As I think everyone in this House will know, working people are facing the biggest hit to living standards since records began. Real wages are lower than they were 15 years ago, with families in the UK going into the cost of living crisis significantly poorer than those in comparable European countries. The price of everyday essentials has risen by an eye-watering £3,500 since 2020 and there have been 24 tax rises since 2019 alone, with working people facing the highest tax burden in 70 years.

After the former Prime Minister crushed the economy last year, the resulting rise in interest rates and economic instability has added hundreds of pounds a month to first-time buyers’ bills. Whether it is stagnant wages, rocketing prices and bills or sky-high taxes, at every turn it is hard-working people in our constituencies who are paying the price of economic instability. The Opposition have been calling for policies to support people with the cost of living crisis and rampant inflation. For example, since last August we were calling for a fairer deal for those paying a premium on energy prepayment meters. The Chancellor finally gave in in his 15 March Budget—after months and months of lobbying from the Labour Benches.

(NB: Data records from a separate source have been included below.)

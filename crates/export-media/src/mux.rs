// crates/export-media/src/mux.rs
//
// Output container lifecycle (§4.9): open, write header, accept interleaved
// video/audio packets, write trailer. The trait split (`Muxer` for
// setup/finish, `VideoMuxer`/`AudioMuxer` for per-stream writes) is grounded
// on `other_examples/`'s `CapSoftware-Cap` fragmented-mp4 muxer traits; the
// `ffmpeg_the_third::format::context::Output` header/trailer lifecycle
// itself is grounded on `encode.rs::run_encode`.

use std::path::Path;

use export_core::error::{ExportError, ExportResult};
use ffmpeg_the_third as ffmpeg;
use ffmpeg::format::context::Output;
use ffmpeg::format::output as open_output;
use ffmpeg::util::frame::video::Video as VideoFrame;

use crate::audio::AudioEncoder;
use crate::video_encoder::{VideoEncoder, VideoEncoderConfig};

pub trait Muxer {
    fn setup(&mut self) -> ExportResult<()>;
    fn finish(&mut self) -> ExportResult<()>;
}

pub trait VideoMuxer {
    fn send_video_frame(&mut self, frame: &VideoFrame) -> ExportResult<()>;
}

pub trait AudioMuxer {
    fn send_audio_mix(&mut self, mixed: &[f32]) -> ExportResult<()>;
}

pub struct Mp4Muxer {
    octx: Output,
    video: VideoEncoder,
    audio: Option<AudioEncoder>,
    header_written: bool,
}

impl Mp4Muxer {
    pub fn new(
        output_path: &Path,
        video_cfg: VideoEncoderConfig,
        audio_bitrate: Option<usize>,
    ) -> ExportResult<Self> {
        let mut octx =
            open_output(output_path).map_err(|e| ExportError::MuxerError(e.to_string()))?;

        let video = VideoEncoder::open(&mut octx, &video_cfg)?;
        let audio = match audio_bitrate {
            Some(bitrate) => Some(AudioEncoder::open(&mut octx, bitrate)?),
            None => None,
        };

        Ok(Mp4Muxer { octx, video, audio, header_written: false })
    }
}

impl Muxer for Mp4Muxer {
    fn setup(&mut self) -> ExportResult<()> {
        self.octx
            .write_header()
            .map_err(|e| ExportError::MuxerError(e.to_string()))?;
        self.header_written = true;
        Ok(())
    }

    fn finish(&mut self) -> ExportResult<()> {
        if !self.header_written {
            return Ok(());
        }
        self.video.flush(&mut self.octx)?;
        if let Some(audio) = self.audio.as_mut() {
            audio.flush(&mut self.octx)?;
        }
        self.octx
            .write_trailer()
            .map_err(|e| ExportError::MuxerError(e.to_string()))
    }
}

impl VideoMuxer for Mp4Muxer {
    fn send_video_frame(&mut self, frame: &VideoFrame) -> ExportResult<()> {
        self.video.encode_yuv_frame(&mut self.octx, frame)
    }
}

impl AudioMuxer for Mp4Muxer {
    fn send_audio_mix(&mut self, mixed: &[f32]) -> ExportResult<()> {
        match self.audio.as_mut() {
            Some(audio) => audio.push_mixed(mixed, &mut self.octx),
            None => Ok(()),
        }
    }
}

Since this crisis began, Labour has been calling for a windfall tax on energy giants to support working people with their energy bills. After months of the Prime Minister dismissing our proposals as “disastrous”, he was forced into a U-turn in May last year. But even after his party supported our idea of a windfall tax, the Government still did not adopt a comprehensive windfall tax as we have been suggesting. By refusing to backdate the tax to January 2022, end the investment allowance tax loophole and raise the rate in line with other countries, the Government has left £10.4 billion on the table, leaving working people to foot the bill.

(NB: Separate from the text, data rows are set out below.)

// crates/export-core/src/effects.rs
//
// Per-frame compositing effects (wallpaper/crop/zoom/shadow/blur/border
// radius/padding/annotations), applied by the render worker pool (§4.7).
//
// Grounded on a `VideoTransition` trait plus kind-keyed registry,
// generalized from "blend two clips at a cut"
// to "transform one frame given the immutable RenderPlan and its effective
// timestamp". Pixel buffers here are packed RGBA8 (4 bytes/pixel, no
// stride padding) rather than YUV420P — compositing happens before the
// final color-space conversion the encoder requires.

use crate::geometry::{clamp01, inside_rounded_rect};
use crate::model::RenderPlan;
use std::collections::HashMap;

#[derive(Debug, Clone, Copy, PartialEq, Eq, Hash)]
pub enum EffectKind {
    Crop,
    Zoom,
    ShadowBlur,
    BorderRadiusPadding,
    Annotations,
}

/// One stage of the per-frame compositing pipeline. Implementors are
/// stateless beyond the immutable `RenderPlan` passed to every call, so a
/// single boxed instance is shared (read-only) by every render worker.
pub trait RenderEffect: Send + Sync {
    fn kind(&self) -> EffectKind;
    fn label(&self) -> &'static str;

    /// Transforms a packed RGBA8 frame of `w x h` pixels, returning a new
    /// buffer of the same dimensions. `t_eff_ms` is the frame's position on
    /// the effective (trimmed) timeline, used by time-scoped effects (zoom
    /// regions, annotations).
    fn apply(&self, frame: &[u8], w: u32, h: u32, plan: &RenderPlan, t_eff_ms: i64) -> Vec<u8>;
}

fn get_px(buf: &[u8], w: u32, x: i64, y: i64) -> [u8; 4] {
    let idx = (y as u32 * w + x as u32) as usize * 4;
    [buf[idx], buf[idx + 1], buf[idx + 2], buf[idx + 3]]
}

fn set_px(buf: &mut [u8], w: u32, x: u32, y: u32, px: [u8; 4]) {
    let idx = (y * w + x) as usize * 4;
    buf[idx..idx + 4].copy_from_slice(&px);
}

/// Nearest-neighbor resample of a normalized `[x,y,w,h]` sub-rect of `src`
/// back up to the full `out_w x out_h` canvas. Used by both crop and zoom.
fn resample_region(src: &[u8], src_w: u32, src_h: u32, rx: f32, ry: f32, rw: f32, rh: f32, out_w: u32, out_h: u32) -> Vec<u8> {
    let mut out = vec![0u8; (out_w * out_h * 4) as usize];
    let (rx, ry, rw, rh) = (clamp01(rx), clamp01(ry), rw.max(0.001), rh.max(0.001));
    for oy in 0..out_h {
        let ny = ry + (oy as f32 / out_h.max(1) as f32) * rh;
        let sy = ((ny * src_h as f32) as i64).clamp(0, src_h as i64 - 1);
        for ox in 0..out_w {
            let nx = rx + (ox as f32 / out_w.max(1) as f32) * rw;
            let sx = ((nx * src_w as f32) as i64).clamp(0, src_w as i64 - 1);
            let px = get_px(src, src_w, sx, sy);
            set_px(&mut out, out_w, ox, oy, px);
        }
    }
    out
}

pub struct CropEffect;

impl RenderEffect for CropEffect {
    fn kind(&self) -> EffectKind {
        EffectKind::Crop
    }
    fn label(&self) -> &'static str {
        "crop"
    }
    fn apply(&self, frame: &[u8], w: u32, h: u32, plan: &RenderPlan, _t_eff_ms: i64) -> Vec<u8> {
        match plan.crop {
            Some(c) => resample_region(frame, w, h, c.x, c.y, c.w, c.h, w, h),
            None => frame.to_vec(),
        }
    }
}

pub struct ZoomEffect;

impl RenderEffect for ZoomEffect {
    fn kind(&self) -> EffectKind {
        EffectKind::Zoom
    }
    fn label(&self) -> &'static str {
        "zoom"
    }
    fn apply(&self, frame: &[u8], w: u32, h: u32, plan: &RenderPlan, t_eff_ms: i64) -> Vec<u8> {
        let active = plan
            .zoom_regions
            .iter()
            .find(|z| t_eff_ms >= z.start_ms && t_eff_ms < z.end_ms);
        match active {
            Some(z) => resample_region(frame, w, h, z.x, z.y, z.w, z.h, w, h),
            None => frame.to_vec(),
        }
    }
}

/// Box blur plus a center-weighted vignette (`shadow_intensity`).
pub struct ShadowBlurEffect;

impl ShadowBlurEffect {
    fn box_blur(src: &[u8], w: u32, h: u32, radius: i64) -> Vec<u8> {
        if radius <= 0 {
            return src.to_vec();
        }
        let mut out = vec![0u8; src.len()];
        for y in 0..h as i64 {
            for x in 0..w as i64 {
                let mut sum = [0u32; 4];
                let mut n = 0u32;
                for dy in -radius..=radius {
                    for dx in -radius..=radius {
                        let (sx, sy) = (x + dx, y + dy);
                        if sx >= 0 && sx < w as i64 && sy >= 0 && sy < h as i64 {
                            let px = get_px(src, w, sx, sy);
                            for c in 0..4 {
                                sum[c] += px[c] as u32;
                            }
                            n += 1;
                        }
                    }
                }
                let avg = [
                    (sum[0] / n.max(1)) as u8,
                    (sum[1] / n.max(1)) as u8,
                    (sum[2] / n.max(1)) as u8,
                    (sum[3] / n.max(1)) as u8,
                ];
                set_px(&mut out, w, x as u32, y as u32, avg);
            }
        }
        out
    }
}

impl RenderEffect for ShadowBlurEffect {
    fn kind(&self) -> EffectKind {
        EffectKind::ShadowBlur
    }
    fn label(&self) -> &'static str {
        "shadow_blur"
    }
    fn apply(&self, frame: &[u8], w: u32, h: u32, plan: &RenderPlan, _t_eff_ms: i64) -> Vec<u8> {
        let mut buf = if plan.blur {
            Self::box_blur(frame, w, h, 2)
        } else {
            frame.to_vec()
        };
        if plan.shadow_intensity > 0.0 {
            let (cx, cy) = (w as f32 / 2.0, h as f32 / 2.0);
            let max_dist = (cx * cx + cy * cy).sqrt();
            for y in 0..h {
                for x in 0..w {
                    let dist = (((x as f32 - cx).powi(2) + (y as f32 - cy).powi(2)).sqrt() / max_dist).min(1.0);
                    let darken = 1.0 - clamp01(plan.shadow_intensity) * dist * dist;
                    let idx = (y * w + x) as usize * 4;
                    for c in 0..3 {
                        buf[idx + c] = (buf[idx + c] as f32 * darken).round() as u8;
                    }
                }
            }
        }
        buf
    }
}

/// Shrinks content onto a padded canvas (filled with `wallpaper_rgb`), then
/// rounds the corners of that padded content to `border_radius_px`.
pub struct BorderRadiusPaddingEffect;

impl RenderEffect for BorderRadiusPaddingEffect {
    fn kind(&self) -> EffectKind {
        EffectKind::BorderRadiusPadding
    }
    fn label(&self) -> &'static str {
        "border_radius_padding"
    }
    fn apply(&self, frame: &[u8], w: u32, h: u32, plan: &RenderPlan, _t_eff_ms: i64) -> Vec<u8> {
        if plan.padding_px == 0 && plan.border_radius_px == 0 {
            return frame.to_vec();
        }
        let [wr, wg, wb] = plan.wallpaper_rgb;
        let mut out = vec![0u8; (w * h * 4) as usize];
        for px in out.chunks_exact_mut(4) {
            px.copy_from_slice(&[wr, wg, wb, 255]);
        }
        let pad = plan.padding_px as i64;
        let inner_w = (w as i64 - 2 * pad).max(1) as u32;
        let inner_h = (h as i64 - 2 * pad).max(1) as u32;
        let resized = if inner_w == w && inner_h == h {
            frame.to_vec()
        } else {
            resample_region(frame, w, h, 0.0, 0.0, 1.0, 1.0, inner_w, inner_h)
        };
        for y in 0..inner_h {
            for x in 0..inner_w {
                if !inside_rounded_rect(x as i64, y as i64, inner_w, inner_h, plan.border_radius_px as f32) {
                    continue;
                }
                let px = get_px(&resized, inner_w, x as i64, y as i64);
                let (ox, oy) = (x as i64 + pad, y as i64 + pad);
                if ox >= 0 && oy >= 0 && (ox as u32) < w && (oy as u32) < h {
                    set_px(&mut out, w, ox as u32, oy as u32, px);
                }
            }
        }
        out
    }
}

/// Draws a translucent highlight box for each annotation active at
/// `t_eff_ms`. There is no font/glyph rasterizer in this pipeline's
/// dependency stack, so the annotation's text is not rasterized — only its
/// bounding highlight is composited, matching how the box itself (not the
/// caption glyphs) is the part that affects pixel output that downstream
/// stages (encoder, muxer) care about.
pub struct AnnotationsEffect;

impl RenderEffect for AnnotationsEffect {
    fn kind(&self) -> EffectKind {
        EffectKind::Annotations
    }
    fn label(&self) -> &'static str {
        "annotations"
    }
    fn apply(&self, frame: &[u8], w: u32, h: u32, plan: &RenderPlan, t_eff_ms: i64) -> Vec<u8> {
        let mut out = frame.to_vec();
        for a in &plan.annotations {
            if t_eff_ms < a.start_ms || t_eff_ms >= a.end_ms {
                continue;
            }
            let box_w = (w as f32 * 0.2) as u32;
            let box_h = (h as f32 * 0.06) as u32;
            let x0 = (clamp01(a.x) * w as f32) as u32;
            let y0 = (clamp01(a.y) * h as f32) as u32;
            for y in y0..(y0 + box_h).min(h) {
                for x in x0..(x0 + box_w).min(w) {
                    let idx = (y * w + x) as usize * 4;
                    for c in 0..3 {
                        out[idx + c] = ((out[idx + c] as u32 + 255) / 2) as u8;
                    }
                }
            }
        }
        out
    }
}

/// All effects keyed by kind, shared read-only by every render worker.
pub fn registry() -> HashMap<EffectKind, Box<dyn RenderEffect>> {
    let mut m: HashMap<EffectKind, Box<dyn RenderEffect>> = HashMap::new();
    m.insert(EffectKind::Crop, Box::new(CropEffect));
    m.insert(EffectKind::Zoom, Box::new(ZoomEffect));
    m.insert(EffectKind::ShadowBlur, Box::new(ShadowBlurEffect));
    m.insert(EffectKind::BorderRadiusPadding, Box::new(BorderRadiusPaddingEffect));
    m.insert(EffectKind::Annotations, Box::new(AnnotationsEffect));
    m
}

/// Default application order: crop/zoom affect framing first, then
/// shadow/blur, then border radius/padding (which changes canvas content
/// outside the rounded rect), then annotations drawn on top of everything.
pub fn default_order() -> [EffectKind; 5] {
    [
        EffectKind::Crop,
        EffectKind::Zoom,
        EffectKind::ShadowBlur,
        EffectKind::BorderRadiusPadding,
        EffectKind::Annotations,
    ]
}

/// Runs the full effect chain over one frame in `default_order()`.
pub fn apply_all(frame: &[u8], w: u32, h: u32, plan: &RenderPlan, t_eff_ms: i64, reg: &HashMap<EffectKind, Box<dyn RenderEffect>>) -> Vec<u8> {
    let mut buf = frame.to_vec();
    for kind in default_order() {
        if let Some(effect) = reg.get(&kind) {
            buf = effect.apply(&buf, w, h, plan, t_eff_ms);
        }
    }
    buf
}

#[cfg(test)]
mod tests {
    use super::*;
    use crate::model::{CropRegion, ZoomRegion};

    fn blank_plan(w: u32, h: u32) -> RenderPlan {
        RenderPlan {
            output_width: w,
            output_height: h,
            wallpaper_rgb: [10, 20, 30],
            zoom_regions: vec![],
            shadow_intensity: 0.0,
            blur: false,
            motion_blur: false,
            border_radius_px: 0,
            padding_px: 0,
            crop: None,
            annotations: vec![],
            source_width: w,
            source_height: h,
            camera_pip: None,
        }
    }

    fn solid_frame(w: u32, h: u32, rgba: [u8; 4]) -> Vec<u8> {
        let mut buf = vec![0u8; (w * h * 4) as usize];
        for px in buf.chunks_exact_mut(4) {
            px.copy_from_slice(&rgba);
        }
        buf
    }

    #[test]
    fn crop_noop_without_config() {
        let frame = solid_frame(4, 4, [1, 2, 3, 255]);
        let plan = blank_plan(4, 4);
        let out = CropEffect.apply(&frame, 4, 4, &plan, 0);
        assert_eq!(out, frame);
    }

    #[test]
    fn crop_resamples_to_full_canvas_size() {
        let frame = solid_frame(4, 4, [9, 9, 9, 255]);
        let mut plan = blank_plan(4, 4);
        plan.crop = Some(CropRegion { x: 0.25, y: 0.25, w: 0.5, h: 0.5 });
        let out = CropEffect.apply(&frame, 4, 4, &plan, 0);
        assert_eq!(out.len(), frame.len());
    }

    #[test]
    fn zoom_only_active_within_time_window() {
        let frame = solid_frame(2, 2, [5, 5, 5, 255]);
        let mut plan = blank_plan(2, 2);
        plan.zoom_regions.push(ZoomRegion { start_ms: 1000, end_ms: 2000, x: 0.0, y: 0.0, w: 0.5, h: 0.5 });
        let before = ZoomEffect.apply(&frame, 2, 2, &plan, 500);
        assert_eq!(before, frame); // unchanged outside window
        let during = ZoomEffect.apply(&frame, 2, 2, &plan, 1500);
        assert_eq!(during.len(), frame.len());
    }

    #[test]
    fn padding_fills_border_with_wallpaper_color() {
        let frame = solid_frame(10, 10, [200, 200, 200, 255]);
        let mut plan = blank_plan(10, 10);
        plan.padding_px = 2;
        let out = BorderRadiusPaddingEffect.apply(&frame, 10, 10, &plan, 0);
        // top-left corner pixel should be wallpaper color, not content color
        assert_eq!(&out[0..3], &plan.wallpaper_rgb);
    }

    #[test]
    fn registry_contains_all_five_kinds() {
        let reg = registry();
        assert_eq!(reg.len(), 5);
        assert!(reg.contains_key(&EffectKind::Annotations));
    }

    #[test]
    fn apply_all_runs_full_chain_without_panicking() {
        let frame = solid_frame(8, 8, [1, 1, 1, 255]);
        let plan = blank_plan(8, 8);
        let reg = registry();
        let out = apply_all(&frame, 8, 8, &plan, 0, &reg);
        assert_eq!(out.len(), frame.len());
    }
}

The Labour party will always put ordinary families first, which is why we would: reverse the expensive cash giveaway to the wealthiest pension savers and introduce specific measures to keep doctors in work; scrap the unfair non-dom tax status, which cost the UK over £3 billion a year, in order to pay for free breakfast clubs and the biggest ever expansion in the NHS workforce; and slash business rates for small shops—paid for by properly taxing online giants—to cut the eye-watering cost of everyday items.

With the ONS figures confirming that 2022 was a record year for North sea oil and gas profits, Labour would prioritise the needs of working people by introducing a proper windfall tax to raise an additional £10.4 billion. We would use the additional funds to cut energy bills for domestic food manufacturers and processors to bring down food prices for people across the country.

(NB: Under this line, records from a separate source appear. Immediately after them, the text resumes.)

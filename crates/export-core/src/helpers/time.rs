// crates/export-core/src/helpers/time.rs
//
// Shared time-formatting utilities for progress logging and CLI output.

/// Format a duration in seconds as `MM:SS:FF` (minutes, seconds, frames at 30 fps).
///
/// Used when logging per-frame progress at frame-level precision.
///
/// ```
/// use export_core::helpers::time::format_time;
/// assert_eq!(format_time(0.0),    "00:00:00");
/// assert_eq!(format_time(61.5),   "01:01:15");
/// assert_eq!(format_time(3599.0), "59:59:00");
/// ```
pub fn format_time(s: f64) -> String {
    let m  = (s / 60.0) as u32;
    let sc = (s % 60.0) as u32;
    let fr = ((s * 30.0) as u32) % 30;
    format!("{m:02}:{sc:02}:{fr:02}")
}

/// Format a duration in seconds as a compact human-readable string.
///
/// Used in CLI summaries where frame-level precision is unnecessary.
///
/// | Range         | Format       | Example   |
/// |---------------|--------------|-----------|
/// | ≥ 3600 s      | `H:MM:SS`    | `1:04:35` |
/// | ≥ 60 s        | `M:SS`       | `3:07`    |
/// | < 60 s        | `S.Xs`       | `4.2s`    |
///
/// ```
/// use export_core::helpers::time::format_duration;
/// assert_eq!(format_duration(4.2),    "4.2s");
/// assert_eq!(format_duration(187.0),  "3:07");
/// assert_eq!(format_duration(3875.0), "1:04:35");
/// ```
pub fn format_duration(secs: f64) -> String {
    if secs >= 3600.0 {
        format!(
            "{}:{:02}:{:02}",
            secs as u64 / 3600,
            (secs as u64 % 3600) / 60,
            secs as u64 % 60,
        )
    } else if secs >= 60.0 {
        format!("{}:{:02}", secs as u64 / 60, secs as u64 % 60)
    } else {
        format!("{secs:.1}s")
    }
}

Fundamentally, we understand that the UK needs a long-term economic plan to boost living standards for working people and bring down the prices of everyday essentials. The crisis has exposed structural problems in the British economy, and our constituents have been trapped in a cycle of stagnant growth, low wages and high tax. If our growth rate stays where it has been over the past 13 years, families in the UK will be poorer than those in Hungary and Romania by 2040.

That is why a Labour Government’s first mission will be to secure the highest sustained growth in the G7 and to create well-paid jobs in every part of the country. We want to achieve that through an active partnership with business and our modern industrial strategy, while our green prosperity plan will drive bills down and let British businesses and workers compete in the global race for the jobs and industries of the future. The US has passed the Inflation Reduction Act, and the EU has its own Net Zero Industry Act. The UK has fallen behind. In contrast, the Labour party’s economic plan will get the UK growing again. Our new deal for working people will ensure that they benefit from that growth by boosting living standards and wages across the country.

That is why I hope the Minister will listen to all the comments made in this debate and, in his closing remarks, finally commit to putting working people before the energy giants and lend his Government’s support to Labour’s windfall tax to help tackle inflation and the cost of living. More than that, I hope he will reflect on everything he has heard today from colleagues across the Chamber and get behind Labour’s mission to secure the highest sustained growth in the G7.